Solving financial fraud detection with machine learning methods

Solving financial
fraud detection
with machine
learning
methods

machine learning

Harnessing the power of machine learning for effective fraud detection: a study of algorithms and techniques

For decades, financial organizations relied on rule-based monitoring systems for fraud detection. These legacy solutions, deployed in SQL or C/C++, were engineered to translate the expertise of domain specialists into complex SQL queries. However, these systems often needed to be more cohesive and brittle, and any attempt to modify them, such as updating a threshold, could lead to the collapse of the entire codebase. This rigidity hindered banks’ ability to combat fraud effectively, as criminals continually devised new methods to evade the fraud detection system used by these rule-based platforms.

In response to these challenges, many financial firms have abandoned their legacy tools in favor of new-age Machibe Learning (ML) solutions. Machine learning algorithms can swiftly process millions of data objects and identify suspicious patterns by linking instances from seemingly unrelated datasets. These algorithms are among the few remaining tools capable of helping banks and healthtech organizations keep pace with increasingly sophisticated defrauding schemes. However, choosing the correct machine learning algorithm to identify illicit transactions can be unclear for those with a data science background. This article describes a few popular choices to aid in this decision-making process.

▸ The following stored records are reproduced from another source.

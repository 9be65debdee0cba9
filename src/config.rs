use std::env;
use std::path::Path;
use std::time::Duration;

use clap::{Args, Parser, Subcommand};
use config::{Config, Environment, File, FileFormat};
use serde::Deserialize;

use crate::error::{Error, LlmError, Result};
use crate::graph::GraphFormat;
use crate::llm::provider::DEFAULT_AZURE_API_VERSION;
use crate::llm::{Backoff, LlmSettings, Provider, RetryPolicy};
use crate::probe::ProbeSetting;
use crate::prompt::PromptType;
use crate::workspace::{RunSpec, Workspace};

/// Config file picked up from the working directory when none is given.
pub const DEFAULT_CONFIG_FILE: &str = "kbc.yaml";

/// Prefix of environment overrides, e.g. `KBC_RETRY__MAX_ATTEMPTS=3`.
pub const ENV_PREFIX: &str = "KBC";

#[derive(Parser, Debug)]
#[command(author, version, about, long_about = None)]
pub struct Cli {
    /// Config file path
    #[arg(long, env = "CONFIG_FILE", global = true)]
    pub config: Option<String>,

    /// Emit logs as JSON lines
    #[arg(long, global = true)]
    pub json_logs: bool,

    #[command(subcommand)]
    pub task: Task,
}

#[derive(Subcommand, Debug, Clone)]
pub enum Task {
    /// Probe the model for every subject of a relation
    Run(RunArgs),
    /// Score a prediction run against the ground truth
    Evaluate {
        #[command(flatten)]
        run: RunArgs,
        /// Report records whose predicted ids differ from the ground truth
        #[arg(short = 'c', long)]
        compare: bool,
        /// Save the report under the evaluations directory
        #[arg(short = 'w', long)]
        write: bool,
    },
    /// Re-link the object labels of a prediction batch
    Disambiguate(RunArgs),
    /// Extract a knowledge graph from a text file
    ExtractGraph(GraphArgs),
}

/// Identifies a probing run.
#[derive(Args, Debug, Clone)]
pub struct RunArgs {
    /// Dataset split (`train`, `val`, `test`)
    #[arg(short = 'd', long, default_value = "val")]
    pub dataset: String,

    /// Model name, as sent to the chat API
    #[arg(short = 'm', long, default_value = "gpt-3.5-turbo")]
    pub model: String,

    /// Probing setting
    #[arg(short = 's', long, value_enum, default_value_t = ProbeSetting::FewShot)]
    pub setting: ProbeSetting,

    /// Prompt type
    #[arg(short = 'p', long, value_enum, default_value_t = PromptType::Question)]
    pub prompt: PromptType,

    /// Relation name, or `all` when evaluating
    #[arg(short = 'r', long)]
    pub relation: String,
}

impl RunArgs {
    #[must_use]
    pub fn spec(&self) -> RunSpec {
        RunSpec {
            dataset: self.dataset.clone(),
            model: self.model.clone(),
            setting: self.setting,
            prompt_type: self.prompt,
            relation: self.relation.clone(),
        }
    }
}

#[derive(Args, Debug, Clone)]
pub struct GraphArgs {
    /// Text file to extract the graph from
    #[arg(short = 'i', long)]
    pub input: String,

    /// Output serialization
    #[arg(short = 'f', long, value_enum, default_value_t = GraphFormat::Turtle)]
    pub format: GraphFormat,

    /// Ontology the graph should follow
    #[arg(short = 'o', long, default_value = "https://schema.org/")]
    pub ontology: String,

    /// Model override; the configured model otherwise
    #[arg(short = 'm', long)]
    pub model: Option<String>,
}

#[derive(Debug, Deserialize, Clone)]
pub struct AppConfig {
    pub llm: LlmConfig,
    pub search: SearchConfig,
    pub wikipedia: WikipediaConfig,
    pub retry: RetryConfig,
    pub disambiguation: DisambiguationConfig,
    pub paths: Workspace,
}

#[derive(Debug, Deserialize, Clone)]
pub struct LlmConfig {
    pub base_url: String,
    pub model: String,
    pub api_key: Option<String>,
    pub timeout_secs: u64,
    pub azure_deployment: Option<String>,
    pub azure_api_version: Option<String>,
}

#[derive(Debug, Deserialize, Clone)]
pub struct SearchConfig {
    pub endpoint: String,
    pub language: String,
    pub timeout_secs: u64,
}

#[derive(Debug, Deserialize, Clone)]
pub struct WikipediaConfig {
    pub endpoint: String,
    pub timeout_secs: u64,
}

#[derive(Debug, Deserialize, Clone)]
pub struct RetryConfig {
    pub max_attempts: u32,
    pub multiplier_secs: f64,
    pub max_delay_secs: f64,
}

#[derive(Debug, Deserialize, Clone)]
pub struct DisambiguationConfig {
    /// Model that arbitrates between candidates.
    pub model: String,
    pub temperature: f32,
}

impl AppConfig {
    /// Load configuration: built-in defaults, then the YAML file (the given
    /// path, which must exist, or `./kbc.yaml` if present), then `KBC_`
    /// environment variables, then `LLM_BASE_URL` / `LLM_MODEL` /
    /// `LLM_API_KEY` (falling back to `OPENAI_API_KEY`).
    pub fn load(config_file: Option<&str>) -> Result<Self, config::ConfigError> {
        let mut builder = Config::builder();

        // 1. Defaults
        builder = builder
            .set_default("llm.base_url", "https://api.openai.com")?
            .set_default("llm.model", "gpt-4")?
            .set_default("llm.timeout_secs", 120)?
            .set_default("search.endpoint", "https://www.wikidata.org/w/api.php")?
            .set_default("search.language", "en")?
            .set_default("search.timeout_secs", 30)?
            .set_default("wikipedia.endpoint", "https://en.wikipedia.org/w/api.php")?
            .set_default("wikipedia.timeout_secs", 30)?
            .set_default("retry.max_attempts", 10)?
            .set_default("retry.multiplier_secs", 1.0)?
            .set_default("retry.max_delay_secs", 60.0)?
            .set_default("disambiguation.model", "gpt-4")?
            .set_default("disambiguation.temperature", 0.0)?
            .set_default("paths.data_dir", "data")?
            .set_default("paths.predictions_dir", "predictions")?
            .set_default("paths.evaluations_dir", "evaluations")?
            .set_default("paths.question_prompts", "question-prompts.json")?
            .set_default("paths.similar_examples", "examples.jsonl")?;

        // 2. Config file
        builder = match config_file {
            Some(path) => builder.add_source(File::new(path, FileFormat::Yaml).required(true)),
            None if Path::new(DEFAULT_CONFIG_FILE).exists() => {
                builder.add_source(File::new(DEFAULT_CONFIG_FILE, FileFormat::Yaml))
            }
            None => builder,
        };

        // 3. Prefixed environment, e.g. KBC_SEARCH__LANGUAGE=de
        builder = builder.add_source(
            Environment::with_prefix(ENV_PREFIX)
                .prefix_separator("_")
                .separator("__")
                .try_parsing(true),
        );

        // 4. Conventional LLM variables
        if let Some(val) = non_empty_var("LLM_BASE_URL") {
            builder = builder.set_override("llm.base_url", val)?;
        }
        if let Some(val) = non_empty_var("LLM_MODEL") {
            builder = builder.set_override("llm.model", val)?;
        }
        if let Some(val) = non_empty_var("LLM_API_KEY").or_else(|| non_empty_var("OPENAI_API_KEY")) {
            builder = builder.set_override("llm.api_key", val)?;
        }
        if let Some(val) = non_empty_var("AZURE_DEPLOYMENT_NAME") {
            builder = builder.set_override("llm.azure_deployment", val)?;
        }
        if let Some(val) = non_empty_var("AZURE_API_VERSION") {
            builder = builder.set_override("llm.azure_api_version", val)?;
        }

        builder.build()?.try_deserialize()
    }

    /// Chat client settings; the provider is detected from the base URL.
    pub fn llm_settings(&self) -> Result<LlmSettings> {
        let base_url = self.llm.base_url.trim();
        if base_url.is_empty() {
            return Err(Error::Config("llm.base_url cannot be empty".to_string()));
        }
        if self.llm.model.trim().is_empty() {
            return Err(Error::Config("llm.model cannot be empty".to_string()));
        }

        let mut provider = Provider::detect_from_url(base_url);
        if let (true, Some(deployment)) = (
            matches!(provider, Provider::AzureOpenAI { .. }),
            &self.llm.azure_deployment,
        ) {
            provider = Provider::AzureOpenAI {
                deployment_name: deployment.clone(),
                api_version: self
                    .llm
                    .azure_api_version
                    .clone()
                    .unwrap_or_else(|| DEFAULT_AZURE_API_VERSION.to_string()),
            };
        }

        Ok(LlmSettings {
            base_url: base_url.to_string(),
            api_key: self.llm.api_key.clone().filter(|k| !k.trim().is_empty()),
            model: self.llm.model.clone(),
            provider,
            timeout: Duration::from_secs(self.llm.timeout_secs),
        })
    }

    /// Retry policy for every outbound chat call.
    ///
    /// # Errors
    ///
    /// Returns an error when a backoff duration is not representable.
    pub fn retry_policy(&self) -> Result<RetryPolicy<LlmError>> {
        let backoff = Backoff {
            multiplier: seconds("retry.multiplier_secs", self.retry.multiplier_secs)?,
            max_delay: seconds("retry.max_delay_secs", self.retry.max_delay_secs)?,
        };
        Ok(RetryPolicy::transient(self.retry.max_attempts, backoff))
    }
}

fn seconds(key: &str, secs: f64) -> Result<Duration> {
    Duration::try_from_secs_f64(secs.max(0.0))
        .map_err(|e| Error::Config(format!("{key} = {secs}: {e}")))
}

fn non_empty_var(key: &str) -> Option<String> {
    env::var(key).ok().filter(|v| !v.trim().is_empty())
}

#[cfg(test)]
mod tests {
    use super::*;

    #[test]
    fn test_cli_parses_run() {
        let cli = Cli::try_parse_from([
            "llm-kbc-probe",
            "run",
            "-d",
            "test",
            "-m",
            "gpt-4",
            "-s",
            "sem-sim",
            "-p",
            "triple",
            "-r",
            "PersonHasSpouse",
        ])
        .unwrap();

        let Task::Run(args) = cli.task else {
            panic!("expected run task");
        };
        let spec = args.spec();
        assert_eq!(spec.run_name(), "test-gpt-4-sem-sim-triple");
        assert_eq!(spec.relation, "PersonHasSpouse");
    }

    #[test]
    fn test_cli_parses_evaluate_flags() {
        let cli = Cli::try_parse_from([
            "llm-kbc-probe",
            "--json-logs",
            "evaluate",
            "-r",
            "all",
            "-c",
            "-w",
        ])
        .unwrap();

        assert!(cli.json_logs);
        assert!(matches!(
            cli.task,
            Task::Evaluate {
                compare: true,
                write: true,
                ..
            }
        ));
    }

    #[test]
    fn test_cli_rejects_unknown_setting() {
        let result = Cli::try_parse_from(["llm-kbc-probe", "run", "-s", "one-shot", "-r", "X"]);
        assert!(result.is_err());
    }

    #[test]
    fn test_cli_parses_extract_graph() {
        let cli = Cli::try_parse_from([
            "llm-kbc-probe",
            "extract-graph",
            "--input",
            "doc.txt",
            "--format",
            "nt",
        ])
        .unwrap();
        let Task::ExtractGraph(args) = cli.task else {
            panic!("expected extract-graph task");
        };
        assert_eq!(args.format, GraphFormat::NTriples);
        assert!(args.model.is_none());
    }
}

Fraud detection using machine learning algorithms

In the realm of fraud detection, both supervised and unsupervised machine learning techniques have been employed by financial institutions to identify anomalies in data. This section delves into supervised and machine learning fraud detection algorithms, including Random Forest, K-Nearest Neighbors (KNN), Logistic Regression, and Support Vector Machine (SVM). Each of these methods has unique strengths and weaknesses, and their effectiveness can vary depending on the specific characteristics of the data and the nature of the fraud detection problem at hand.

Random Forest

The method leverages a set of randomized decision trees and averages across their predictions to create outputs. It has multiple trees producing different values, and this prevents the algorithm from overfitting to training datasets (something standard decision tree algorithms tend to do) and makes it more robust to noise.

Numerous comparative studies have proven RF’s effectiveness in fraud detection relative to machine learning solutions and other models. The results of this research show that an RF-based model outperforms a support vector, machine learning algorithms, and even a neural network in terms of AP, AUC, and PrecisonRank metrics (all of the models made predictions on an actual transaction data from a Belgian payment provider).

K-nearest neighbors (KNN)

The algorithm predicts which class an unseen instance belongs to based on K (a predefined number) of most similar data objects. The similarity is typically defined by Euclidean distance, but for specific settings, Chebyshev and Hamming distance measures can be applied too, when that is more suitable.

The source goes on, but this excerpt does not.